PROBLEM REQUIREMENTS ▸
Take every line from the listing below that includes "ILIKE" and copy it.

DATA ▸
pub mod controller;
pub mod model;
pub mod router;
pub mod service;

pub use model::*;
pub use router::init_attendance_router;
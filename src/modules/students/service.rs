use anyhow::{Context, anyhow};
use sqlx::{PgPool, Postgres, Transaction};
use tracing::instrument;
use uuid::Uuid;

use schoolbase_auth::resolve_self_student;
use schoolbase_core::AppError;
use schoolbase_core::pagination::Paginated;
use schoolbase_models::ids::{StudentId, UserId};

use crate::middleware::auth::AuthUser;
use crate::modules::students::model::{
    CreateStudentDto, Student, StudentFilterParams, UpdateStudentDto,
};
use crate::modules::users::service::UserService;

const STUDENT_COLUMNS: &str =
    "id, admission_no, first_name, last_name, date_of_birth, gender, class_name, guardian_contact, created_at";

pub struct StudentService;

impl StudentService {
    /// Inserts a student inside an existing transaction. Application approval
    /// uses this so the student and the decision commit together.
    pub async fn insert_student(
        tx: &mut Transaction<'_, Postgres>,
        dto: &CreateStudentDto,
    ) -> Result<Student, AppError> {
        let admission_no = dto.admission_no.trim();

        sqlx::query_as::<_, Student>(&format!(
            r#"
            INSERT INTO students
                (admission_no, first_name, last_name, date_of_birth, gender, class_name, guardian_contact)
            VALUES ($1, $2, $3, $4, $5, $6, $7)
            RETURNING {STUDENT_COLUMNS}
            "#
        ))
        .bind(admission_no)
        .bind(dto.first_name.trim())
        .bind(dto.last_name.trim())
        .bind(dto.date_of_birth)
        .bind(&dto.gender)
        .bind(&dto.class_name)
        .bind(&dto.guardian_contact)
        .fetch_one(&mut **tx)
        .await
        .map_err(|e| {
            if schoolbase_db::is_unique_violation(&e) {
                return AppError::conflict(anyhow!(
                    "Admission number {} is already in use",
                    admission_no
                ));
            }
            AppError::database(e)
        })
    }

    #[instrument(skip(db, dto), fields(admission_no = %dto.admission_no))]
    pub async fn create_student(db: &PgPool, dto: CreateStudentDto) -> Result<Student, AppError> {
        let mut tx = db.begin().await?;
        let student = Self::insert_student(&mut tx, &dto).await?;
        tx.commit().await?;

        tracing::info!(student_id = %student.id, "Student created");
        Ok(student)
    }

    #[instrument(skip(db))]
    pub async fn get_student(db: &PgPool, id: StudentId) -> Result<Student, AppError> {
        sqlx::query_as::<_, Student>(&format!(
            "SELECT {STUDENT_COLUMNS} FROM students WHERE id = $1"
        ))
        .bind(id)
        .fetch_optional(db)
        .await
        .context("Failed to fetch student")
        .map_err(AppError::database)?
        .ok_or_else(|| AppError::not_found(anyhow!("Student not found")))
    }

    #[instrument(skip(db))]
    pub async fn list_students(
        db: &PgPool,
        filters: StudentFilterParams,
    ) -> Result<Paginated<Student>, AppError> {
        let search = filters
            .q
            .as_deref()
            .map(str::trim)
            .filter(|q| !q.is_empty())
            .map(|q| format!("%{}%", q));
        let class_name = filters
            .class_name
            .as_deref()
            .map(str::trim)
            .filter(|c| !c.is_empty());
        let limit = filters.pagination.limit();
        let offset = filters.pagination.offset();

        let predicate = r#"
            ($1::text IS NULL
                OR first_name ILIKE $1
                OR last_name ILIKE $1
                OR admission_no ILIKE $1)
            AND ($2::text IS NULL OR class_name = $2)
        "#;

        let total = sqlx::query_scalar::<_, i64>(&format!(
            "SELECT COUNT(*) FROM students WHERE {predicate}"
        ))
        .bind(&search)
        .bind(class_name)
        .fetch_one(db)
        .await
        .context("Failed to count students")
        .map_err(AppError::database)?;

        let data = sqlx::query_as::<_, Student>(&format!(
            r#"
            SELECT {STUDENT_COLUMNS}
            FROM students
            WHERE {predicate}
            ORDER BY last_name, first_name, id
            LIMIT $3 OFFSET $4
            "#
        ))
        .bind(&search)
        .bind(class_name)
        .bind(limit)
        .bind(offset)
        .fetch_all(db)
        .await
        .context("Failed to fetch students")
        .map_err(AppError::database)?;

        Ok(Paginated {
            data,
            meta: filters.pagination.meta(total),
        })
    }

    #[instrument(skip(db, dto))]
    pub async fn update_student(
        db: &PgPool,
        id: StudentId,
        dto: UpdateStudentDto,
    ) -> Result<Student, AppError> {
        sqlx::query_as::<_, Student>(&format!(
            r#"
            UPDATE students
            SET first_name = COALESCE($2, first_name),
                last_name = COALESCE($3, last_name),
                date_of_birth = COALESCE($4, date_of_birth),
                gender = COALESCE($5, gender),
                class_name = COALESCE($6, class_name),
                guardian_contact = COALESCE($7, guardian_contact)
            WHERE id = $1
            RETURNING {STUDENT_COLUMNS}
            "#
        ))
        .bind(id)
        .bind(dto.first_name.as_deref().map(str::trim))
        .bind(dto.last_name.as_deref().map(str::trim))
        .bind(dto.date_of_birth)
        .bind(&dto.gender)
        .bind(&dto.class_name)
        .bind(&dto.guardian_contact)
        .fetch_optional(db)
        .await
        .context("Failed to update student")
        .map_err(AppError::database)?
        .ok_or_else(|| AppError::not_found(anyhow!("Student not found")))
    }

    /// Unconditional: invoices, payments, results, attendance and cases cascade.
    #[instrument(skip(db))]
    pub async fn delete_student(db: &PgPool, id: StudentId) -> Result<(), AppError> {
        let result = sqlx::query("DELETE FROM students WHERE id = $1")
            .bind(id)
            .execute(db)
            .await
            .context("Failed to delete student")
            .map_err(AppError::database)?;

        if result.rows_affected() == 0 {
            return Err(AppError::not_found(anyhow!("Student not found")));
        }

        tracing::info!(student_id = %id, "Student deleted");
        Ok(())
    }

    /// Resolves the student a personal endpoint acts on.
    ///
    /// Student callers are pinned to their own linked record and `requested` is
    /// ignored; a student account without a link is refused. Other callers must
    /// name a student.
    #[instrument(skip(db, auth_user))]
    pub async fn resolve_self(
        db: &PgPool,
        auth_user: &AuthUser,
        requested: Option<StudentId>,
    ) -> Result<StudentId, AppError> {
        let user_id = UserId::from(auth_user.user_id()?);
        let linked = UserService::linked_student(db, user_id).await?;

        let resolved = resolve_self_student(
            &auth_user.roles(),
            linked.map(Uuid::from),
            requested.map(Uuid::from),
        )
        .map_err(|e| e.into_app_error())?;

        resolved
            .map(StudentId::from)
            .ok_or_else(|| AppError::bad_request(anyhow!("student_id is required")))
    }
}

TASK RESPONSE ▸
                OR first_name ILIKE $1
                OR last_name ILIKE $1
                OR admission_no ILIKE $1)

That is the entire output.